The 10,000-Hour Rule - In Malcolm Gladwell's Book, "Outliers"

Two common themes among many of my blog posts are....

1. Performance, achievement and success are the result of competence, motivation, resources and personal strength.

2. Competence and personal strength involve behavior patterns, which must be ingrained in the brain through substantial repetition.

One of my favorite books on the topic of performance and achievement is Outliers: The Story of Success, by Malcolm Gladwell. He agrees with my two premises, but his book also talks about people who succeeded at a high level because of external circumstances, such as starting their careers at a time when their passionate interest was supported by the economy or a booming expansion in the technology related to their passion.

My favorite chapter in this book is called "The 10,000-Hour Rule."

In it he asserts, "The closer psychologists look at the careers of the gifted, the smaller the role innate talent seems to play and the bigger the role preparation seems to play."

He summarizes the research from the early 1990s of K. Anders Ericsson. Ericsson and his colleagues went to the Academy of Music in Berlin, where the professors had divided violinists into three groups - (1) those with the potential to become world-class soloists, (2) the "merely good" students who might play in orchestras professionally, and (3) those who probably would not, who might be public school music teachers. The researchers interviewed all the students to determine how much they had practiced by the time they were 20.

The most talented students had gradually increased their practice while growing up until they had logged over 10,000 hours. The "merely good" students had logged about 8,000 hours, and the future music teachers had totaled about 4,000 hours.

The researchers also studied professional and amateur pianists and got the same result. By age 20, the professionals had logged at least 10,000 hours of practice.

They found no "naturals" who rose to the top of their profession with less practice and no "grinders" who logged 10,000 hours but didn't rise to the professional ranks. Their conclusion: "The thing that distinguishes onr performer from another is how hard he or she works. That's it. And what's more, the people at the very top don't work just harder or even much harder than everyone else. They work much, much harder."

The magic number seems to be 10,000 hours. That's the equivalent of about 20 hours of practice every week for 10 years.

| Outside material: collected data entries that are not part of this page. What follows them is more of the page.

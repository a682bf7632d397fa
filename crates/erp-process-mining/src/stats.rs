//! Shared descriptive-statistics and confidence-interval helpers used
//! by the performance analyzer and the KPI engine (spec §4.2.5, §4.2.6).

use serde::{Deserialize, Serialize};

#[derive(Debug, Clone, Copy, Serialize, Deserialize)]
pub struct Stats {
    pub mean: f64,
    pub median: f64,
    pub stddev: f64,
    pub min: f64,
    pub max: f64,
    pub p90: f64,
    pub p95: f64,
}

impl Stats {
    pub fn zero() -> Self {
        Self {
            mean: 0.0,
            median: 0.0,
            stddev: 0.0,
            min: 0.0,
            max: 0.0,
            p90: 0.0,
            p95: 0.0,
        }
    }
}

/// Computes descriptive stats over an unordered sample. Returns
/// [`Stats::zero`] for an empty sample.
pub fn compute(values: &[f64]) -> Stats {
    if values.is_empty() {
        return Stats::zero();
    }
    let mut sorted: Vec<f64> = values.to_vec();
    sorted.sort_by(|a, b| a.partial_cmp(b).unwrap());

    let n = sorted.len();
    let mean = sorted.iter().sum::<f64>() / n as f64;
    let variance = sorted.iter().map(|v| (v - mean).powi(2)).sum::<f64>() / n as f64;

    Stats {
        mean,
        median: percentile(&sorted, 50.0),
        stddev: variance.sqrt(),
        min: sorted[0],
        max: sorted[n - 1],
        p90: percentile(&sorted, 90.0),
        p95: percentile(&sorted, 95.0),
    }
}

/// Linearly interpolated percentile over an already-sorted sample.
pub fn percentile(sorted: &[f64], pct: f64) -> f64 {
    if sorted.is_empty() {
        return 0.0;
    }
    if sorted.len() == 1 {
        return sorted[0];
    }
    let rank = (pct / 100.0) * (sorted.len() - 1) as f64;
    let lower = rank.floor() as usize;
    let upper = rank.ceil() as usize;
    if lower == upper {
        sorted[lower]
    } else {
        let frac = rank - lower as f64;
        sorted[lower] + (sorted[upper] - sorted[lower]) * frac
    }
}

#[derive(Debug, Clone, Copy, PartialEq, Eq, Serialize, Deserialize)]
pub enum ConfidenceLevel {
    Ninety,
    NinetyFive,
    NinetyNine,
}

impl ConfidenceLevel {
    fn z(self) -> f64 {
        match self {
            ConfidenceLevel::Ninety => 1.645,
            ConfidenceLevel::NinetyFive => 1.96,
            ConfidenceLevel::NinetyNine => 2.576,
        }
    }

    pub fn label(self) -> &'static str {
        match self {
            ConfidenceLevel::Ninety => "90%",
            ConfidenceLevel::NinetyFive => "95%",
            ConfidenceLevel::NinetyNine => "99%",
        }
    }
}

#[derive(Debug, Clone, Copy, Serialize, Deserialize)]
pub struct ConfidenceInterval {
    pub level: String,
    pub lower: f64,
    pub upper: f64,
    pub margin: f64,
}

/// Z-approximation confidence interval around `value` using `stddev`
/// over a sample of `count` observations (spec §4.2.6). `lower ≤
/// value ≤ upper` always holds since margin is non-negative.
pub fn confidence_interval(value: f64, stddev: f64, count: usize, level: ConfidenceLevel) -> ConfidenceInterval {
    let margin = if count == 0 {
        0.0
    } else {
        level.z() * stddev / (count as f64).sqrt()
    };
    ConfidenceInterval {
        level: level.label().to_string(),
        lower: value - margin,
        upper: value + margin,
        margin,
    }
}

#[cfg(test)]
mod tests {
    use super::*;

    #[test]
    fn percentile_of_single_value() {
        assert_eq!(percentile(&[5.0], 95.0), 5.0);
    }

    #[test]
    fn stats_of_empty_is_zero() {
        let s = compute(&[]);
        assert_eq!(s.mean, 0.0);
        assert_eq!(s.p95, 0.0);
    }

    #[test]
    fn confidence_interval_always_contains_value() {
        let ci = confidence_interval(10.0, 2.0, 25, ConfidenceLevel::NinetyFive);
        assert!(ci.lower <= 10.0 && 10.0 <= ci.upper);
    }

    #[test]
    fn confidence_interval_zero_count_has_zero_margin() {
        let ci = confidence_interval(10.0, 2.0, 0, ConfidenceLevel::Ninety);
        assert_eq!(ci.margin, 0.0);
        assert_eq!(ci.lower, 10.0);
    }
}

To achieve mastery - the establishing and ingraining of neural pathways related to specific skills - takes a ton of practice.

The implication - it takes a whole lot of passion and commitment to put in that many repetitions to establish the skills and improve them, ingraining the refinements as you go. This is GOOD NEWS, because it suggests that anyone can do this if they're willing to follow through with that much work. Real good coaching helps, too, I would assume.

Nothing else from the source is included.